The addition of distributing girders, described in the last chapter, as a means of strengthening a bridge floor, while sufficient in many cases so far as the cross-girders are concerned, does not in any appreciable way assist the main girders. When for a two-line bridge, having outer main girders only, this result also is desired, together with a more complete relief of the floor structure, centre main girders may be used, placed either above or below the cross-girders, on the centre line of the bridge.

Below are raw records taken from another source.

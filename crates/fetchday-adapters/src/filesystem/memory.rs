//! In-memory filesystem adapter for testing.

use std::{
    collections::{BTreeMap, HashSet},
    path::{Path, PathBuf},
    sync::{Arc, RwLock},
};

use fetchday_core::{
    application::{ApplicationError, ports::Filesystem},
    error::FetchDayResult,
};

/// In-memory filesystem for testing.
///
/// Clones share the same contents, so a test can hand one clone to a
/// service and inspect the other.
#[derive(Debug, Clone)]
pub struct MemoryFilesystem {
    inner: Arc<RwLock<MemoryFilesystemInner>>,
}

#[derive(Debug, Default)]
struct MemoryFilesystemInner {
    files: BTreeMap<PathBuf, Vec<u8>>,
    directories: HashSet<PathBuf>,
}

impl MemoryFilesystem {
    /// Create a new empty memory filesystem.
    pub fn new() -> Self {
        Self {
            inner: Arc::new(RwLock::new(MemoryFilesystemInner::default())),
        }
    }

    /// Seed a file, creating its parent directories (testing helper).
    pub fn with_file(self, path: impl Into<PathBuf>, content: impl Into<Vec<u8>>) -> Self {
        let path = path.into();
        if let Ok(mut inner) = self.inner.write() {
            if let Some(parent) = path.parent() {
                insert_ancestors(&mut inner.directories, parent);
            }
            inner.files.insert(path, content.into());
        }
        self
    }

    /// Read a file's content as text (testing helper).
    pub fn read_file(&self, path: &Path) -> Option<String> {
        let inner = self.inner.read().ok()?;
        inner
            .files
            .get(path)
            .map(|bytes| String::from_utf8_lossy(bytes).into_owned())
    }

    /// List all files, sorted.
    pub fn list_files(&self) -> Vec<PathBuf> {
        self.inner
            .read()
            .map(|inner| inner.files.keys().cloned().collect())
            .unwrap_or_default()
    }
}

impl Default for MemoryFilesystem {
    fn default() -> Self {
        Self::new()
    }
}

fn insert_ancestors(directories: &mut HashSet<PathBuf>, path: &Path) {
    let mut current = PathBuf::new();
    for component in path.components() {
        current.push(component);
        directories.insert(current.clone());
    }
}

fn not_found(path: &Path) -> ApplicationError {
    ApplicationError::FilesystemError {
        path: path.to_path_buf(),
        reason: "No such file".into(),
    }
}

impl Filesystem for MemoryFilesystem {
    fn create_dir_all(&self, path: &Path) -> FetchDayResult<()> {
        let mut inner = self
            .inner
            .write()
            .map_err(|_| ApplicationError::StoreLockError)?;

        insert_ancestors(&mut inner.directories, path);
        Ok(())
    }

    fn write_file(&self, path: &Path, content: &[u8]) -> FetchDayResult<()> {
        let mut inner = self
            .inner
            .write()
            .map_err(|_| ApplicationError::StoreLockError)?;

        // Ensure parent exists
        if let Some(parent) = path.parent() {
            if !parent.as_os_str().is_empty() && !inner.directories.contains(parent) {
                return Err(ApplicationError::FilesystemError {
                    path: path.to_path_buf(),
                    reason: "Parent directory does not exist".into(),
                }
                .into());
            }
        }

        inner.files.insert(path.to_path_buf(), content.to_vec());
        Ok(())
    }

    fn read_to_string(&self, path: &Path) -> FetchDayResult<String> {
        let inner = self
            .inner
            .read()
            .map_err(|_| ApplicationError::StoreLockError)?;

        let bytes = inner.files.get(path).ok_or_else(|| not_found(path))?;
        String::from_utf8(bytes.clone()).map_err(|e| {
            ApplicationError::FilesystemError {
                path: path.to_path_buf(),
                reason: e.to_string(),
            }
            .into()
        })
    }

    fn exists(&self, path: &Path) -> bool {
        self.inner
            .read()
            .map(|inner| inner.files.contains_key(path) || inner.directories.contains(path))
            .unwrap_or(false)
    }

    fn remove_file(&self, path: &Path) -> FetchDayResult<()> {
        let mut inner = self
            .inner
            .write()
            .map_err(|_| ApplicationError::StoreLockError)?;

        inner
            .files
            .remove(path)
            .map(|_| ())
            .ok_or_else(|| not_found(path).into())
    }

    fn list_dir(&self, path: &Path) -> FetchDayResult<Vec<PathBuf>> {
        let inner = self
            .inner
            .read()
            .map_err(|_| ApplicationError::StoreLockError)?;

        if !inner.directories.contains(path) {
            return Err(not_found(path).into());
        }

        Ok(inner
            .files
            .keys()
            .filter(|file| file.parent() == Some(path))
            .cloned()
            .collect())
    }
}

#[cfg(test)]
mod tests {
    use super::*;

    #[test]
    fn write_requires_parent_directory() {
        let fs = MemoryFilesystem::new();
        assert!(fs.write_file(Path::new("data/day_01.txt"), b"1").is_err());

        fs.create_dir_all(Path::new("data")).unwrap();
        fs.write_file(Path::new("data/day_01.txt"), b"1").unwrap();
        assert_eq!(fs.read_file(Path::new("data/day_01.txt")).as_deref(), Some("1"));
    }

    #[test]
    fn list_dir_is_not_recursive() {
        let fs = MemoryFilesystem::new()
            .with_file("data/day_01.txt", "1")
            .with_file("data/old/day_01.txt", "0");

        assert_eq!(
            fs.list_dir(Path::new("data")).unwrap(),
            vec![PathBuf::from("data/day_01.txt")]
        );
    }

    #[test]
    fn remove_missing_file_fails() {
        let fs = MemoryFilesystem::new();
        assert!(fs.remove_file(Path::new("instructions.html")).is_err());
    }
}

There are two principal ways in which such a girder may be brought into use; the easier, but generally less economical, is by making a simple attachment to the cross-girders, the old girder work still taking the whole dead load. By this method the new girder does no work but carry itself till the live load comes upon the bridge, and must be made very stiff to take any sensible portion of the running load; the second method is to make the connection adjustable, so that a part of the floor weights may be imposed upon the new girder as an initial load. In doing this the old outer girders will rise slightly, being relieved of stress, and the cross-girders also lifted at the middle, whilst the new girder is depressed as the load is brought upon it. With some part of the live load a very considerable proportion of the total may in this way be carried by a centre girder of moderate section. The whole question, by either method, turns upon deflections; and it is in determining the relative movements of the girders that the problem chiefly lies.

It is convenient first to determine the percentage of load relief to be effected in the main girders, as to which it is to be observed that as this relief (distributed) is induced by the upward reaction of the new girder acting at the centre of the cross-girders, the stress relief of these will, as a rule, greatly exceed that of the outside girders. For the generality of cases, it may be taken that the relief suitable for the outside girders will be satisfactory in its effects upon the cross-girders, even though it is desired to reduce the stress in these to a greater degree.

If, however, it be thought desirable to check this, it may be done by considering a cross-girder subject to its dead and live loads acting downwards, and to reactions at the centre and ends. At the centre the reaction will be the load of which the two main girders are relieved on a length equal to the pitch of the cross-girders, or as here given:--

_c_ × _t_ × P = reaction at centre (1)

_c_ being the percentage of relief; _t_ the total load per foot run of the bridge; and P the pitch of cross-girders. The live loads carried by the cross-girders are for this purpose taken at per foot run, as for the main girders. With these data it will be easy to construct a diagram of moments, making it evident whether the relief proposed for the main girders will give a sufficient percentage of relief to the floor beams.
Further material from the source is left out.